Aim of the exercise: The answer is every record that follows, printed exactly.

=====

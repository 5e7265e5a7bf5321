//! Node CLI commands

use anyhow::Result;
use clap::Subcommand;

use super::output::Output;
use crate::domain::Node;
use crate::storage::Project;

#[derive(Subcommand)]
pub enum NodeCommands {
    /// Add a node to the graph
    Add {
        /// Label text
        text: String,

        /// Horizontal position
        #[arg(long, requires = "y", allow_negative_numbers = true)]
        x: Option<f64>,

        /// Vertical position
        #[arg(long, requires = "x", allow_negative_numbers = true)]
        y: Option<f64>,

        /// Ordering hint (lower comes first among tasks that are ready together)
        #[arg(long, allow_negative_numbers = true)]
        order: Option<f64>,
    },

    /// Change a node's label or ordering hint
    Update {
        /// Node ID
        id: String,

        /// New label text
        #[arg(long)]
        text: Option<String>,

        /// New ordering hint
        #[arg(long, allow_negative_numbers = true, conflicts_with = "clear_order")]
        order: Option<f64>,

        /// Remove the ordering hint
        #[arg(long)]
        clear_order: bool,
    },

    /// Move a node on the canvas
    Move {
        /// Node ID
        id: String,

        /// Horizontal position
        #[arg(allow_negative_numbers = true)]
        x: f64,

        /// Vertical position
        #[arg(allow_negative_numbers = true)]
        y: f64,
    },

    /// Delete a node and detach it from its edges
    Delete {
        /// Node ID
        id: String,
    },

    /// List nodes in the graph
    List,
}

pub fn run(cmd: NodeCommands, output: &Output, graph: Option<&str>) -> Result<()> {
    match cmd {
        NodeCommands::Add { text, x, y, order } => {
            let position = x.zip(y);
            add_node(output, graph, &text, position, order)
        }
        NodeCommands::Update {
            id,
            text,
            order,
            clear_order,
        } => {
            let order = if clear_order { Some(None) } else { order.map(Some) };
            update_node(output, graph, &id, text.as_deref(), order)
        }
        NodeCommands::Move { id, x, y } => move_node(output, graph, &id, x, y),
        NodeCommands::Delete { id } => delete_node(output, graph, &id),
        NodeCommands::List => list_nodes(output, graph),
    }
}

fn add_node(
    output: &Output,
    graph: Option<&str>,
    text: &str,
    position: Option<(f64, f64)>,
    order: Option<f64>,
) -> Result<()> {
    let project = Project::open_current()?;
    let mut graph = project.load_graph(graph)?;

    let node_id = graph.create_node(text, position).id.clone();
    let node = graph.node_mut(&node_id)?;
    if order.is_some() {
        node.set_order_hint(order);
    }
    let node = node.clone();
    project.graph_store().save(&graph)?;
    output.verbose_ctx("node", &format!("Saved graph '{}'", graph.id));

    if output.is_json() {
        output.data(&node);
    } else {
        output.success(&format!("Created node: {} - {}", node.id, node.display_label()));
    }

    Ok(())
}

fn update_node(
    output: &Output,
    graph: Option<&str>,
    id: &str,
    text: Option<&str>,
    order: Option<Option<f64>>,
) -> Result<()> {
    let project = Project::open_current()?;
    let mut graph = project.load_graph(graph)?;

    let node = graph.node_mut(id)?;
    if let Some(text) = text {
        node.text = text.to_string();
    }
    if let Some(order) = order {
        node.set_order_hint(order);
    }
    let node = node.clone();
    project.graph_store().save(&graph)?;

    if output.is_json() {
        output.data(&node);
    } else {
        output.success(&format!("Updated node: {} - {}", node.id, node.display_label()));
    }

    Ok(())
}

fn move_node(output: &Output, graph: Option<&str>, id: &str, x: f64, y: f64) -> Result<()> {
    let project = Project::open_current()?;
    let mut graph = project.load_graph(graph)?;

    let moved = graph.patch_node_positions(&[(id.to_string(), x, y)]);
    let Some(node) = moved.first() else {
        anyhow::bail!("Node not found: {}", id);
    };
    project.graph_store().save(&graph)?;

    if output.is_json() {
        output.data(node);
    } else {
        output.success(&format!("Moved node {} to ({}, {})", node.id, x, y));
    }

    Ok(())
}

fn delete_node(output: &Output, graph: Option<&str>, id: &str) -> Result<()> {
    let project = Project::open_current()?;
    let mut graph = project.load_graph(graph)?;

    let edges_before = graph.edges.len();
    let node = graph.remove_node(id)?;
    let edges_removed = edges_before - graph.edges.len();
    output.verbose_ctx(
        "node",
        &format!("Removed {} edge(s) left without endpoints", edges_removed),
    );
    project.graph_store().save(&graph)?;

    if output.is_json() {
        output.data(&serde_json::json!({
            "id": node.id,
            "deleted": true,
            "edges_removed": edges_removed,
        }));
    } else {
        output.success(&format!("Deleted node: {} - {}", node.id, node.display_label()));
    }

    Ok(())
}

fn list_nodes(output: &Output, graph: Option<&str>) -> Result<()> {
    let project = Project::open_current()?;
    let graph = project.load_graph(graph)?;

    if output.is_json() {
        let nodes: Vec<&Node> = graph.nodes.values().collect();
        output.data(&nodes);
    } else if graph.nodes.is_empty() {
        println!("No nodes");
    } else {
        println!(
            "{:<12} {:>8} {:>8} {:>6} {:<12} LABEL",
            "ID", "X", "Y", "ORDER", "STATUS"
        );
        println!("{}", "-".repeat(70));
        for node in graph.nodes.values() {
            println!(
                "{:<12} {:>8} {:>8} {:>6} {:<12} {}",
                node.id,
                coordinate(node.x),
                coordinate(node.y),
                node.metadata
                    .order_hint()
                    .map(|order| order.to_string())
                    .unwrap_or_else(|| "-".to_string()),
                node.declared_status().map(|s| s.as_str()).unwrap_or("-"),
                node.display_label()
            );
        }
    }

    Ok(())
}

fn coordinate(value: Option<f64>) -> String {
    value
        .map(|v| format!("{:.1}", v))
        .unwrap_or_else(|| "-".to_string())
}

=====

Worked solution:
repository 5e7265e5a7bf5321
//! Node CLI commands

use anyhow::Result;
use clap::Subcommand;

use super::output::Output;
use crate::domain::Node;
use crate::storage::Project;

#[derive(Subcommand)]
pub enum NodeCommands {
    /// Add a node to the graph
    Add {
        /// Label text
        text: String,

        /// Horizontal position
        #[arg(long, requires = "y", allow_negative_numbers = true)]
        x: Option<f64>,

        /// Vertical position
        #[arg(long, requires = "x", allow_negative_numbers = true)]
        y: Option<f64>,

        /// Ordering hint (lower comes first among tasks that are ready together)
        #[arg(long, allow_negative_numbers = true)]
        order: Option<f64>,
    },

    /// Change a node's label or ordering hint
    Update {
        /// Node ID
        id: String,

        /// New label text
        #[arg(long)]
        text: Option<String>,

        /// New ordering hint
        #[arg(long, allow_negative_numbers = true, conflicts_with = "clear_order")]
        order: Option<f64>,

        /// Remove the ordering hint
        #[arg(long)]
        clear_order: bool,
    },

    /// Move a node on the canvas
    Move {
        /// Node ID
        id: String,

        /// Horizontal position
        #[arg(allow_negative_numbers = true)]
        x: f64,

        /// Vertical position
        #[arg(allow_negative_numbers = true)]
        y: f64,
    },

    /// Delete a node and detach it from its edges
    Delete {
        /// Node ID
        id: String,
    },

    /// List nodes in the graph
    List,
}

pub fn run(cmd: NodeCommands, output: &Output, graph: Option<&str>) -> Result<()> {
    match cmd {
        NodeCommands::Add { text, x, y, order } => {
            let position = x.zip(y);
            add_node(output, graph, &text, position, order)
        }
        NodeCommands::Update {
            id,
            text,
            order,
            clear_order,
        } => {
            let order = if clear_order { Some(None) } else { order.map(Some) };
            update_node(output, graph, &id, text.as_deref(), order)
        }
        NodeCommands::Move { id, x, y } => move_node(output, graph, &id, x, y),
        NodeCommands::Delete { id } => delete_node(output, graph, &id),
        NodeCommands::List => list_nodes(output, graph),
    }
}

fn add_node(
    output: &Output,
    graph: Option<&str>,
    text: &str,
    position: Option<(f64, f64)>,
    order: Option<f64>,
) -> Result<()> {
    let project = Project::open_current()?;
    let mut graph = project.load_graph(graph)?;

    let node_id = graph.create_node(text, position).id.clone();
    let node = graph.node_mut(&node_id)?;
    if order.is_some() {
        node.set_order_hint(order);
    }
    let node = node.clone();
    project.graph_store().save(&graph)?;
    output.verbose_ctx("node", &format!("Saved graph '{}'", graph.id));

    if output.is_json() {
        output.data(&node);
    } else {
        output.success(&format!("Created node: {} - {}", node.id, node.display_label()));
    }

    Ok(())
}

fn update_node(
    output: &Output,
    graph: Option<&str>,
    id: &str,
    text: Option<&str>,
    order: Option<Option<f64>>,
) -> Result<()> {
    let project = Project::open_current()?;
    let mut graph = project.load_graph(graph)?;

    let node = graph.node_mut(id)?;
    if let Some(text) = text {
        node.text = text.to_string();
    }
    if let Some(order) = order {
        node.set_order_hint(order);
    }
    let node = node.clone();
    project.graph_store().save(&graph)?;

    if output.is_json() {
        output.data(&node);
    } else {
        output.success(&format!("Updated node: {} - {}", node.id, node.display_label()));
    }

    Ok(())
}

fn move_node(output: &Output, graph: Option<&str>, id: &str, x: f64, y: f64) -> Result<()> {
    let project = Project::open_current()?;
    let mut graph = project.load_graph(graph)?;

    let moved = graph.patch_node_positions(&[(id.to_string(), x, y)]);
    let Some(node) = moved.first() else {
        anyhow::bail!("Node not found: {}", id);
    };
    project.graph_store().save(&graph)?;

    if output.is_json() {
        output.data(node);
    } else {
        output.success(&format!("Moved node {} to ({}, {})", node.id, x, y));
    }

    Ok(())
}

fn delete_node(output: &Output, graph: Option<&str>, id: &str) -> Result<()> {
    let project = Project::open_current()?;
    let mut graph = project.load_graph(graph)?;

    let edges_before = graph.edges.len();
    let node = graph.remove_node(id)?;
    let edges_removed = edges_before - graph.edges.len();
    output.verbose_ctx(
        "node",
        &format!("Removed {} edge(s) left without endpoints", edges_removed),
    );
    project.graph_store().save(&graph)?;

    if output.is_json() {
        output.data(&serde_json::json!({
            "id": node.id,
            "deleted": true,
            "edges_removed": edges_removed,
        }));
    } else {
        output.success(&format!("Deleted node: {} - {}", node.id, node.display_label()));
    }

    Ok(())
}

fn list_nodes(output: &Output, graph: Option<&str>) -> Result<()> {
    let project = Project::open_current()?;
    let graph = project.load_graph(graph)?;

    if output.is_json() {
        let nodes: Vec<&Node> = graph.nodes.values().collect();
        output.data(&nodes);
    } else if graph.nodes.is_empty() {
        println!("No nodes");
    } else {
        println!(
            "{:<12} {:>8} {:>8} {:>6} {:<12} LABEL",
            "ID", "X", "Y", "ORDER", "STATUS"
        );
        println!("{}", "-".repeat(70));
        for node in graph.nodes.values() {
            println!(
                "{:<12} {:>8} {:>8} {:>6} {:<12} {}",
                node.id,
                coordinate(node.x),
                coordinate(node.y),
                node.metadata
                    .order_hint()
                    .map(|order| order.to_string())
                    .unwrap_or_else(|| "-".to_string()),
                node.declared_status().map(|s| s.as_str()).unwrap_or("-"),
                node.display_label()
            );
        }
    }

    Ok(())
}

fn coordinate(value: Option<f64>) -> String {
    value
        .map(|v| format!("{:.1}", v))
        .unwrap_or_else(|| "-".to_string())
}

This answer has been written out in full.